Most of the album is (c)rap. The parodies, except for one I'll discuss in a little bit, are of stuff that I've avoided because it's just not my style; the lead song, Couch Potato, a parody of Eminem's Lose Yourself, especially so. As the album progresses, it moves into less (c)rappy stuff, but still modern; A Complicated Song, parody of Avril Lavigne's Complicated, typifies today's popular non-(c)rap style of thin music and lyrics full of angst. Bleagh. The best of the (c)rap originals is Hardware Store, and that mainly for a rapid-fire delivery of stuff you might (or, in several cases, hopefully won't) find in one that has to have been overdubbed several times because he never seems to breathe!

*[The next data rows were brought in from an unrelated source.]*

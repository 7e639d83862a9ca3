use std::path::Path;

use axum::{
    Router, middleware,
    routing::{delete, get, post, put},
};
use tower_http::cors::CorsLayer;
use tower_http::services::ServeDir;
use tower_http::trace::TraceLayer;

use crate::auth::{self, AppState};
use crate::chirps;
use crate::metrics;
use crate::middleware::require_auth;
use crate::webhooks;

pub fn router(state: AppState, static_dir: &Path) -> Router {
    let public_routes = Router::new()
        .route("/api/healthz", get(readiness))
        .route("/api/validate_chirp", post(chirps::validate_chirp))
        .route("/api/users", post(auth::register))
        .route("/api/login", post(auth::login))
        .route("/api/refresh", post(auth::refresh))
        .route("/api/revoke", post(auth::revoke))
        .route("/api/chirps", get(chirps::list_chirps))
        .route("/api/chirps/{chirp_id}", get(chirps::get_chirp))
        .route("/api/polka/webhooks", post(webhooks::polka_webhook))
        .route("/admin/metrics", get(metrics::metrics_page))
        .route("/admin/reset", post(metrics::reset_metrics))
        .with_state(state.clone());

    let protected_routes = Router::new()
        .route("/api/users", put(auth::update_user))
        .route("/api/chirps", post(chirps::create_chirp))
        .route("/api/chirps/{chirp_id}", delete(chirps::delete_chirp))
        .layer(middleware::from_fn_with_state(state.clone(), require_auth))
        .with_state(state.clone());

    let static_files = Router::new()
        .nest_service("/app", ServeDir::new(static_dir))
        .layer(middleware::from_fn_with_state(state, metrics::count_hits));

    Router::new()
        .merge(public_routes)
        .merge(protected_routes)
        .merge(static_files)
        .layer(CorsLayer::permissive())
        .layer(TraceLayer::new_for_http())
}

async fn readiness() -> &'static str {
    "OK"
}
use serde::{Deserialize, Serialize};

/// A user as exposed over the API. The password hash never leaves the store.
#[derive(Debug, Clone, PartialEq, Eq, Serialize, Deserialize)]
pub struct User {
    pub id: u64,
    pub email: String,
    pub is_chirpy_red: bool,
}

#[derive(Debug, Clone, PartialEq, Eq, Serialize, Deserialize)]
pub struct Chirp {
    pub id: u64,
    pub author_id: u64,
    pub body: String,
}
//! Wire types shared by the Chirpy API handlers and the server binary.

pub mod api;
pub mod models;
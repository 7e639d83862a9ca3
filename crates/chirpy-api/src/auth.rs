use std::sync::Arc;

use axum::{
    Extension, Json,
    extract::State,
    http::{HeaderMap, StatusCode},
    response::IntoResponse,
};
use chrono::Utc;
use tracing::{debug, info};

use chirpy_db::{Database, DbError};
use chirpy_types::api::{
    CreateUserRequest, LoginRequest, LoginResponse, RefreshResponse, UpdateUserRequest,
};
use chirpy_types::models::User;

use crate::credentials;
use crate::error::ApiError;
use crate::guard::{Guard, extract_bearer};
use crate::metrics::HitCounter;
use crate::middleware::Principal;
use crate::run_blocking;
use crate::tokens::TokenService;

pub type AppState = Arc<AppStateInner>;

pub struct AppStateInner {
    pub db: Arc<Database>,
    pub guard: Guard,
    pub hits: HitCounter,
}

impl AppStateInner {
    pub fn new(db: Arc<Database>, tokens: TokenService, polka_key: String) -> AppState {
        let guard = Guard::new(tokens, db.clone(), polka_key);
        Arc::new(Self {
            db,
            guard,
            hits: HitCounter::default(),
        })
    }
}

fn require_credentials(email: &str, password: &str) -> Result<(), ApiError> {
    if email.trim().is_empty() || password.is_empty() {
        return Err(ApiError::BadRequest("Email and password are required".to_string()));
    }
    Ok(())
}

/// POST /api/users
pub async fn register(
    State(state): State<AppState>,
    Json(req): Json<CreateUserRequest>,
) -> Result<impl IntoResponse, ApiError> {
    require_credentials(&req.email, &req.password)?;

    let user = run_blocking(move || {
        let password_hash = credentials::hash_password(&req.password)?;
        Ok(state.db.create_user(&req.email, &password_hash)?)
    })
    .await?;

    info!("Registered user {}", user.id);
    Ok((StatusCode::CREATED, Json(User::from(user))))
}

/// PUT /api/users
pub async fn update_user(
    State(state): State<AppState>,
    Extension(Principal(user_id)): Extension<Principal>,
    Json(req): Json<UpdateUserRequest>,
) -> Result<Json<User>, ApiError> {
    require_credentials(&req.email, &req.password)?;

    let user = run_blocking(move || {
        let password_hash = credentials::hash_password(&req.password)?;
        Ok(state.db.update_user(user_id, &req.email, &password_hash)?)
    })
    .await?;

    debug!("Updated credentials for user {}", user.id);
    Ok(Json(user.into()))
}

/// POST /api/login
pub async fn login(
    State(state): State<AppState>,
    Json(req): Json<LoginRequest>,
) -> Result<Json<LoginResponse>, ApiError> {
    run_blocking(move || {
        let user = match state.db.get_user_by_email(&req.email) {
            Ok(user) => user,
            Err(DbError::NotFound(_)) => {
                debug!("Login attempt for unknown email");
                return Err(credentials::reject_unknown_user(&req.password).into());
            }
            Err(e) => return Err(e.into()),
        };

        credentials::check_password(&user.password_hash, &req.password).inspect_err(|_| {
            debug!("Wrong password for user {}", user.id);
        })?;

        let pair = state.guard.tokens().issue_pair(user.id, Utc::now())?;
        info!("User {} logged in", user.id);

        Ok(Json(LoginResponse {
            user: user.into(),
            token: pair.access,
            refresh_token: pair.refresh,
        }))
    })
    .await
}

/// POST /api/refresh
pub async fn refresh(
    State(state): State<AppState>,
    headers: HeaderMap,
) -> Result<Json<RefreshResponse>, ApiError> {
    let token = run_blocking(move || state.guard.refresh(&headers)).await?;
    Ok(Json(RefreshResponse { token }))
}

/// POST /api/revoke
///
/// Only a currently valid refresh token can be revoked.
pub async fn revoke(
    State(state): State<AppState>,
    headers: HeaderMap,
) -> Result<StatusCode, ApiError> {
    let token = extract_bearer(&headers)?.to_string();
    let subject = state.guard.tokens().validate_refresh_token(&token)?;

    run_blocking(move || Ok(state.db.revoke_token(&token, Utc::now())?)).await?;

    info!("Revoked a refresh token for user {}", subject);
    Ok(StatusCode::NO_CONTENT)
}
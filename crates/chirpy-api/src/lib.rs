//! HTTP layer and authentication for Chirpy.
//!
//! `credentials` hashes passwords, `tokens` issues and validates JWTs,
//! `guard` ties both to the store for bearer, ownership, revocation and
//! API-key checks. The remaining modules are axum handlers and wiring.

pub mod auth;
pub mod chirps;
pub mod credentials;
pub mod error;
pub mod filter;
pub mod guard;
pub mod metrics;
pub mod middleware;
pub mod routes;
pub mod tokens;
pub mod webhooks;

pub use auth::{AppState, AppStateInner};
pub use error::{ApiError, AuthError};
pub use routes::router;

/// Run blocking store or hashing work off the async runtime.
pub(crate) async fn run_blocking<F, T>(f: F) -> Result<T, ApiError>
where
    F: FnOnce() -> Result<T, ApiError> + Send + 'static,
    T: Send + 'static,
{
    tokio::task::spawn_blocking(f).await?
}
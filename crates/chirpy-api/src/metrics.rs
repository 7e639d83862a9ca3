use std::sync::Arc;
use std::sync::atomic::{AtomicUsize, Ordering};

use axum::{
    extract::{Request, State},
    middleware::Next,
    response::{Html, Response},
};
use tracing::info;

use crate::auth::AppState;

/// Counts requests to the static file server. Owned by the app state.
#[derive(Debug, Clone, Default)]
pub struct HitCounter {
    hits: Arc<AtomicUsize>,
}

impl HitCounter {
    pub fn increment(&self) {
        self.hits.fetch_add(1, Ordering::Relaxed);
    }

    pub fn get(&self) -> usize {
        self.hits.load(Ordering::Relaxed)
    }

    pub fn reset(&self) {
        self.hits.store(0, Ordering::Relaxed);
    }
}

pub async fn count_hits(State(state): State<AppState>, req: Request, next: Next) -> Response {
    state.hits.increment();
    next.run(req).await
}

/// GET /admin/metrics
pub async fn metrics_page(State(state): State<AppState>) -> Html<String> {
    Html(format!(
        "<html>\n  <body>\n    <h1>Welcome, Chirpy Admin</h1>\n    <p>Chirpy has been visited {} times!</p>\n  </body>\n</html>\n",
        state.hits.get()
    ))
}

/// POST /admin/reset
///
/// Unauthenticated. It only zeroes the in-memory hit counter and touches no
/// stored data.
pub async fn reset_metrics(State(state): State<AppState>) -> &'static str {
    state.hits.reset();
    info!("Hit counter reset");
    "OK"
}
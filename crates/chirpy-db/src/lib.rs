pub mod error;
pub mod models;
pub mod queries;

pub use error::{DbError, Result};
pub use models::{ChirpRow, DbStructure, UserRow};

use std::fs;
use std::io::{ErrorKind, Write};
use std::path::{Path, PathBuf};
use std::sync::RwLock;

use tempfile::NamedTempFile;
use tracing::{debug, info};

/// File-backed document store.
///
/// The whole aggregate lives in one JSON file. Every call loads the file,
/// and every mutation rewrites it in full while holding the write lock, so
/// readers always observe the last completed write and nothing is cached.
pub struct Database {
    path: PathBuf,
    lock: RwLock<()>,
}

impl Database {
    /// Open the store at `path`, creating an empty aggregate if none exists.
    pub fn open(path: &Path) -> Result<Self> {
        let db = Self {
            path: path.to_path_buf(),
            lock: RwLock::new(()),
        };
        db.ensure()?;

        info!("Database opened at {}", path.display());
        Ok(db)
    }

    pub fn path(&self) -> &Path {
        &self.path
    }

    /// Run `f` against a freshly loaded aggregate under the shared lock.
    pub fn with_read<F, T>(&self, f: F) -> Result<T>
    where
        F: FnOnce(&DbStructure) -> Result<T>,
    {
        let _guard = self.lock.read().map_err(|_| DbError::LockPoisoned)?;
        let structure = self.load()?;
        f(&structure)
    }

    /// Load, mutate and persist the aggregate under the exclusive lock.
    /// Nothing is written when `f` fails.
    pub fn with_write<F, T>(&self, f: F) -> Result<T>
    where
        F: FnOnce(&mut DbStructure) -> Result<T>,
    {
        let _guard = self.lock.write().map_err(|_| DbError::LockPoisoned)?;
        let mut structure = self.load()?;
        let value = f(&mut structure)?;
        self.persist(&structure)?;
        Ok(value)
    }

    fn ensure(&self) -> Result<()> {
        let _guard = self.lock.write().map_err(|_| DbError::LockPoisoned)?;
        match fs::metadata(&self.path) {
            Ok(_) => {
                // Fail fast on a corrupt file instead of on the first request.
                self.load()?;
                Ok(())
            }
            Err(e) if e.kind() == ErrorKind::NotFound => {
                fs::create_dir_all(self.dir())?;
                self.persist(&DbStructure::default())
            }
            Err(e) => Err(e.into()),
        }
    }

    fn load(&self) -> Result<DbStructure> {
        let data = fs::read(&self.path)?;
        let structure = serde_json::from_slice(&data)?;
        Ok(structure)
    }

    /// Write to a sibling temp file, fsync, then rename over the real file so
    /// a crash leaves either the old or the new aggregate on disk.
    fn persist(&self, structure: &DbStructure) -> Result<()> {
        let data = serde_json::to_vec(structure)?;

        let mut tmp = NamedTempFile::new_in(self.dir())?;
        tmp.write_all(&data)?;
        tmp.as_file().sync_all()?;
        tmp.persist(&self.path).map_err(|e| e.error)?;

        debug!("Persisted {} bytes to {}", data.len(), self.path.display());
        Ok(())
    }

    fn dir(&self) -> &Path {
        match self.path.parent() {
            Some(parent) if !parent.as_os_str().is_empty() => parent,
            _ => Path::new("."),
        }
    }
}
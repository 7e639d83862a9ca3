use crate::error::ApiError;

pub const MAX_CHIRP_LENGTH: usize = 140;

const PROFANE_WORDS: &[&str] = &["kerfuffle", "sharbert", "fornax"];
const REPLACEMENT: &str = "****";

/// Check the length limit and mask profane words. Returns the body to store.
pub fn validate_chirp(body: &str) -> Result<String, ApiError> {
    if body.chars().count() > MAX_CHIRP_LENGTH {
        return Err(ApiError::BadRequest("Chirp is too long".to_string()));
    }
    Ok(clean_body(body))
}

/// Words are split on single spaces, so punctuation attached to a word
/// (`fornax!`) keeps it from matching.
pub fn clean_body(body: &str) -> String {
    body.split(' ')
        .map(|word| {
            if PROFANE_WORDS.contains(&word.to_lowercase().as_str()) {
                REPLACEMENT
            } else {
                word
            }
        })
        .collect::<Vec<_>>()
        .join(" ")
}

#[cfg(test)]
mod tests {
    use super::*;

    #[test]
    fn masks_case_insensitively() {
        assert_eq!(
            clean_body("This is a kerfuffle opinion I need to share with the world"),
            "This is a **** opinion I need to share with the world"
        );
        assert_eq!(clean_body("Sharbert FORNAX"), "**** ****");
    }

    #[test]
    fn punctuation_and_spacing_survive() {
        assert_eq!(clean_body("fornax! is fine"), "fornax! is fine");
        assert_eq!(clean_body("two  spaces"), "two  spaces");
    }

    #[test]
    fn length_counts_characters() {
        let at_limit = "é".repeat(MAX_CHIRP_LENGTH);
        assert!(validate_chirp(&at_limit).is_ok());

        let over = "a".repeat(MAX_CHIRP_LENGTH + 1);
        assert!(matches!(validate_chirp(&over), Err(ApiError::BadRequest(_))));
    }
}
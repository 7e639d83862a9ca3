use std::sync::OnceLock;

use argon2::{
    Argon2, PasswordHash, PasswordHasher, PasswordVerifier,
    password_hash::{self, SaltString},
};
use rand_core::OsRng;
use tracing::warn;

use crate::error::AuthError;

/// Hash a password with Argon2id and a fresh random salt.
/// Returns the PHC string, which embeds the salt and cost parameters.
pub fn hash_password(password: &str) -> Result<String, password_hash::Error> {
    let salt = SaltString::generate(&mut OsRng);
    let hash = Argon2::default()
        .hash_password(password.as_bytes(), &salt)?
        .to_string();
    Ok(hash)
}

/// Verify `password` against a stored PHC hash.
pub fn check_password(hash: &str, password: &str) -> Result<(), AuthError> {
    let parsed_hash = PasswordHash::new(hash).map_err(|e| {
        warn!("Stored password hash is unparseable: {}", e);
        AuthError::InvalidCredentials
    })?;

    Argon2::default()
        .verify_password(password.as_bytes(), &parsed_hash)
        .map_err(|_| AuthError::InvalidCredentials)
}

/// Spend the same verification work as a real login when the email is
/// unknown, then fail. Keeps response time from revealing registered emails.
pub fn reject_unknown_user(password: &str) -> AuthError {
    static DUMMY_HASH: OnceLock<Option<String>> = OnceLock::new();

    let dummy = DUMMY_HASH.get_or_init(|| hash_password("chirpy-dummy-password").ok());
    if let Some(hash) = dummy {
        let _ = check_password(hash, password);
    }
    AuthError::InvalidCredentials
}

I was beginning to despair of liking this album at all when Ode to a Superhero, a parody of Billy Joel's Piano Man, came along. It's quite well done, and does to the movie Spiderman what The Saga Begins does to Star Wars: The Phantom Menace. The next song was the real gem of this album. Bob is a stylistic parody of Bob Dylan with a twist. No, I'm not going to tell you what the twist is. You'll have to figure it out for yourself. If it stumps you, look at the lyric sheet, but don't do that until you've heard the song all the way through at least once.
eBay, a parody of The Backstreet Boys' I Want it That Way, isn't bad; it rescues the original by being devastatingly accurate about just what you can find on eBay, and how. Somehow, I doubt the online auctioneer will adopt it as their corporate song, though.